[Collected data]
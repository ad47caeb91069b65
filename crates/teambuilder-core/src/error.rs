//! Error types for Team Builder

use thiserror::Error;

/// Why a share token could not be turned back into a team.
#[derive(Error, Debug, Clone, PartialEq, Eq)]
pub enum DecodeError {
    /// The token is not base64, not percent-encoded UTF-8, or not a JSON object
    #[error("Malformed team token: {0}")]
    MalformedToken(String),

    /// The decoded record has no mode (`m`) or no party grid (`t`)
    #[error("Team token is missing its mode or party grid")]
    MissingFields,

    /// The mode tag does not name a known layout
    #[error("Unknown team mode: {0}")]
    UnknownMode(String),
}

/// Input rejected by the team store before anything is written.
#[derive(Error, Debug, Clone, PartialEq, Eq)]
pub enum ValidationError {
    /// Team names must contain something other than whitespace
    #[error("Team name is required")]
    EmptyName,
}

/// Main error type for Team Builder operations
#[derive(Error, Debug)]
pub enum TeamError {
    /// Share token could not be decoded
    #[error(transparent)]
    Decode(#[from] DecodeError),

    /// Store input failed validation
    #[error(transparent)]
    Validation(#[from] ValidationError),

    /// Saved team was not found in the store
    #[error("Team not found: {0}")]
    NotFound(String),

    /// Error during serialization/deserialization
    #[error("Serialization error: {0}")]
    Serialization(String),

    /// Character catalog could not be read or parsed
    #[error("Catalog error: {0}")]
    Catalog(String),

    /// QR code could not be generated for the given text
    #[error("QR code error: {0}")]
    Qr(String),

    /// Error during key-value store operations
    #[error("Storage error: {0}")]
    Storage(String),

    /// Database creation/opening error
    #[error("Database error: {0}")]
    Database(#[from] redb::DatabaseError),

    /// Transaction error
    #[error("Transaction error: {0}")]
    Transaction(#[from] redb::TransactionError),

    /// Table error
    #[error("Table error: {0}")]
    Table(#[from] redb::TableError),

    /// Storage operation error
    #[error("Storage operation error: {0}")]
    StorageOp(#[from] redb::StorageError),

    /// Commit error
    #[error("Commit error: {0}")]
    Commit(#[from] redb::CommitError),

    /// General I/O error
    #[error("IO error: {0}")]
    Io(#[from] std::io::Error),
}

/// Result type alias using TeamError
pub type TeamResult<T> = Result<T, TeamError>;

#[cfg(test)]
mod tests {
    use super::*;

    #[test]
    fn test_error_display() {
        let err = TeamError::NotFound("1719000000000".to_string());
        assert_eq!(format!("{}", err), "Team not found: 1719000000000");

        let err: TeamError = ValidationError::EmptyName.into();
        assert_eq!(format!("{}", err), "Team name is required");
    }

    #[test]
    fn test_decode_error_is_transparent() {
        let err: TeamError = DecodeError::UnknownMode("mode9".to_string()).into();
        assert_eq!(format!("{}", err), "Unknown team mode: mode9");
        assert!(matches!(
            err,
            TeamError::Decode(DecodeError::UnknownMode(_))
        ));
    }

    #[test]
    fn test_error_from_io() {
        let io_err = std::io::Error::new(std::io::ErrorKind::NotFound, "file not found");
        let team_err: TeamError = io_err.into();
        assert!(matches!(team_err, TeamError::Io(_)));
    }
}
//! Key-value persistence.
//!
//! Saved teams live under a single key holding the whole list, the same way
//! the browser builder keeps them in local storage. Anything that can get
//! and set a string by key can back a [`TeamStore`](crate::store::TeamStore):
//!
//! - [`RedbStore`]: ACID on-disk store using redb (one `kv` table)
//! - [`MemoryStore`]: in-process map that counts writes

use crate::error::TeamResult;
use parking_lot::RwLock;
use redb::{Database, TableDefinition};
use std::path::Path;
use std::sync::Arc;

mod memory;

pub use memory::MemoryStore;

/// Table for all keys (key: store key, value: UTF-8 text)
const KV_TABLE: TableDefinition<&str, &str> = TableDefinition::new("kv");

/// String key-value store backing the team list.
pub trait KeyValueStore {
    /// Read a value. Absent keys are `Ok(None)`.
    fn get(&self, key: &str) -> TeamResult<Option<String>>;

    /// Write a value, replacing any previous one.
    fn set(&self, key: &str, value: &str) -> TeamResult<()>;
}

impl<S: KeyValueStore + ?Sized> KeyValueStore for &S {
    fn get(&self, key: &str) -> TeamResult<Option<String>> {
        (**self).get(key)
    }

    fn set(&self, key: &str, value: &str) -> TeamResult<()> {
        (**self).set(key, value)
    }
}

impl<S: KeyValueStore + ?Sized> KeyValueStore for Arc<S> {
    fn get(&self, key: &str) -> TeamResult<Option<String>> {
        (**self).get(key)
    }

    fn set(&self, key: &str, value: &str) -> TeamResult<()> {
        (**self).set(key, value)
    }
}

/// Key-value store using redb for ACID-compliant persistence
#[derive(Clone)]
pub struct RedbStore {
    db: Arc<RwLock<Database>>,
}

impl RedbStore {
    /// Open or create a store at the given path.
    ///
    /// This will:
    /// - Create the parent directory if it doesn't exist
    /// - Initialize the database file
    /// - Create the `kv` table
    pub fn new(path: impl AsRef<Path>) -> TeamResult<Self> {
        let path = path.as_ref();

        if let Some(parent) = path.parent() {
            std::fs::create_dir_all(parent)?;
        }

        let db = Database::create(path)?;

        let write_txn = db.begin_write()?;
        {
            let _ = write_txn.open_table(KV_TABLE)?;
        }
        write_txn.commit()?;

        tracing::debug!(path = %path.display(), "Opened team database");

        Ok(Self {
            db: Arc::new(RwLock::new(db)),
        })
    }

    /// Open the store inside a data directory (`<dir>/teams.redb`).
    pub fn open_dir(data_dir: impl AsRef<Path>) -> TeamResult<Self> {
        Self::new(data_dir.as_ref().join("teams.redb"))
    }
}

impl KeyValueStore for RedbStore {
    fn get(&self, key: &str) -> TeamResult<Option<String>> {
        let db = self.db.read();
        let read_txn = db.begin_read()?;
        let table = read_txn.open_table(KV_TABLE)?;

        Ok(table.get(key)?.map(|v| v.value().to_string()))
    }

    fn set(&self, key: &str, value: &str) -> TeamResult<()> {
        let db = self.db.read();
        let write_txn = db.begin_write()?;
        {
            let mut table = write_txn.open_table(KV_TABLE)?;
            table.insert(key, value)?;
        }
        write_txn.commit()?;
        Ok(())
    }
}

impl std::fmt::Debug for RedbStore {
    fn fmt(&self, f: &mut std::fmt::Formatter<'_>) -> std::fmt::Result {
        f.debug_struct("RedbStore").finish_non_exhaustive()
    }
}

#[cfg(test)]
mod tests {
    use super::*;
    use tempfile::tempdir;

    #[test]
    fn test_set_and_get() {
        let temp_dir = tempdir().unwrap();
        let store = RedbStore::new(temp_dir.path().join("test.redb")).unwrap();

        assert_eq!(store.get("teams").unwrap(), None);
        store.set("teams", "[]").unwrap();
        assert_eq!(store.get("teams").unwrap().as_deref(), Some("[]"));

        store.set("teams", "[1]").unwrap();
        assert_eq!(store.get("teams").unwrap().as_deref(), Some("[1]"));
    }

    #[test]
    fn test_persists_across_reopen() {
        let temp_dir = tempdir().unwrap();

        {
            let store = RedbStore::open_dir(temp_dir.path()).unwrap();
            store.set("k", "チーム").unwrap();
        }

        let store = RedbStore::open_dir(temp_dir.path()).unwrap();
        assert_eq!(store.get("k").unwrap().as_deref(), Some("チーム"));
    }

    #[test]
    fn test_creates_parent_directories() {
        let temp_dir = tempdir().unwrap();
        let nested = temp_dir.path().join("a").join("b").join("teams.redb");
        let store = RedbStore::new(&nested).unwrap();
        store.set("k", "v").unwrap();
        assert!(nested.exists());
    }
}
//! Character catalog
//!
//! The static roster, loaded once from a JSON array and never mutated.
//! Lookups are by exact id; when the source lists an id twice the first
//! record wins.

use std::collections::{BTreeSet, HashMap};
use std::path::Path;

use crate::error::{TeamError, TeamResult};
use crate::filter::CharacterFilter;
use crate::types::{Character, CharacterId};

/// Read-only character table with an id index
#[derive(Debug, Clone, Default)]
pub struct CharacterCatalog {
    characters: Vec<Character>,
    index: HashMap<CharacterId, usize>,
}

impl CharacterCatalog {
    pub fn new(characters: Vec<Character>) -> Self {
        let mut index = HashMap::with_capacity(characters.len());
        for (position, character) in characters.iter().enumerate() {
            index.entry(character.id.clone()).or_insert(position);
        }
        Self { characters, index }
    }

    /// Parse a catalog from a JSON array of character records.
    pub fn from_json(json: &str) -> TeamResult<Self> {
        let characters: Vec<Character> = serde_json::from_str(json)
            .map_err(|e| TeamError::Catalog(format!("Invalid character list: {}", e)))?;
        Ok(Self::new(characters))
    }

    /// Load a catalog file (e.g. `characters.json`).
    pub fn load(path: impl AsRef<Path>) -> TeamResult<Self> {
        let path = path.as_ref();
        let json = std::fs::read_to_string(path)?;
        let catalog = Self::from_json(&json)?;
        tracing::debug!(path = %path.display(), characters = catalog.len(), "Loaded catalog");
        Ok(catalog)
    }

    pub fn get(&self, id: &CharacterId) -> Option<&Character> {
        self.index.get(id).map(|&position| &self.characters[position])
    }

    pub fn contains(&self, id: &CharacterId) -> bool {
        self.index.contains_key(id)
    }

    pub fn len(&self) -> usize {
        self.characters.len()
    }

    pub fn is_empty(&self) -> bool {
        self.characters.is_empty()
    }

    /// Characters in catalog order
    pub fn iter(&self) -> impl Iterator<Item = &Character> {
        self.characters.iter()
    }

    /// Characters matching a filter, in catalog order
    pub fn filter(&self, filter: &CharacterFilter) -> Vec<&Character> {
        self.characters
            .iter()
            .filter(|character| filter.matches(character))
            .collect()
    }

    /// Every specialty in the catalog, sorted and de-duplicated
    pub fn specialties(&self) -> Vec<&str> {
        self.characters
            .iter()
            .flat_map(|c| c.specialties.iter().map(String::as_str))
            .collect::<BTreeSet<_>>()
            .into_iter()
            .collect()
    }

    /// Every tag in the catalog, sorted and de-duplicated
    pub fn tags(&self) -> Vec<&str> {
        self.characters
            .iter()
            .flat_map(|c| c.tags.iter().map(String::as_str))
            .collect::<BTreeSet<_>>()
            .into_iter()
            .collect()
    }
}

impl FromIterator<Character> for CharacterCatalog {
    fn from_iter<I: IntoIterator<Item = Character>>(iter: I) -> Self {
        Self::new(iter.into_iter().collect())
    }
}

◆ Your objective ◆
Retype exactly the lines of the data above, starting at its first line and finishing with the line that has "read or parsed" in it.

◆ Answer section ◆
repository ad47caeb91069b65
filename crates/teambuilder-core/src/error.rs
//! Error types for Team Builder

use thiserror::Error;

/// Why a share token could not be turned back into a team.
#[derive(Error, Debug, Clone, PartialEq, Eq)]
pub enum DecodeError {
    /// The token is not base64, not percent-encoded UTF-8, or not a JSON object
    #[error("Malformed team token: {0}")]
    MalformedToken(String),

    /// The decoded record has no mode (`m`) or no party grid (`t`)
    #[error("Team token is missing its mode or party grid")]
    MissingFields,

    /// The mode tag does not name a known layout
    #[error("Unknown team mode: {0}")]
    UnknownMode(String),
}

/// Input rejected by the team store before anything is written.
#[derive(Error, Debug, Clone, PartialEq, Eq)]
pub enum ValidationError {
    /// Team names must contain something other than whitespace
    #[error("Team name is required")]
    EmptyName,
}

/// Main error type for Team Builder operations
#[derive(Error, Debug)]
pub enum TeamError {
    /// Share token could not be decoded
    #[error(transparent)]
    Decode(#[from] DecodeError),

    /// Store input failed validation
    #[error(transparent)]
    Validation(#[from] ValidationError),

    /// Saved team was not found in the store
    #[error("Team not found: {0}")]
    NotFound(String),

    /// Error during serialization/deserialization
    #[error("Serialization error: {0}")]
    Serialization(String),

    /// Character catalog could not be read or parsed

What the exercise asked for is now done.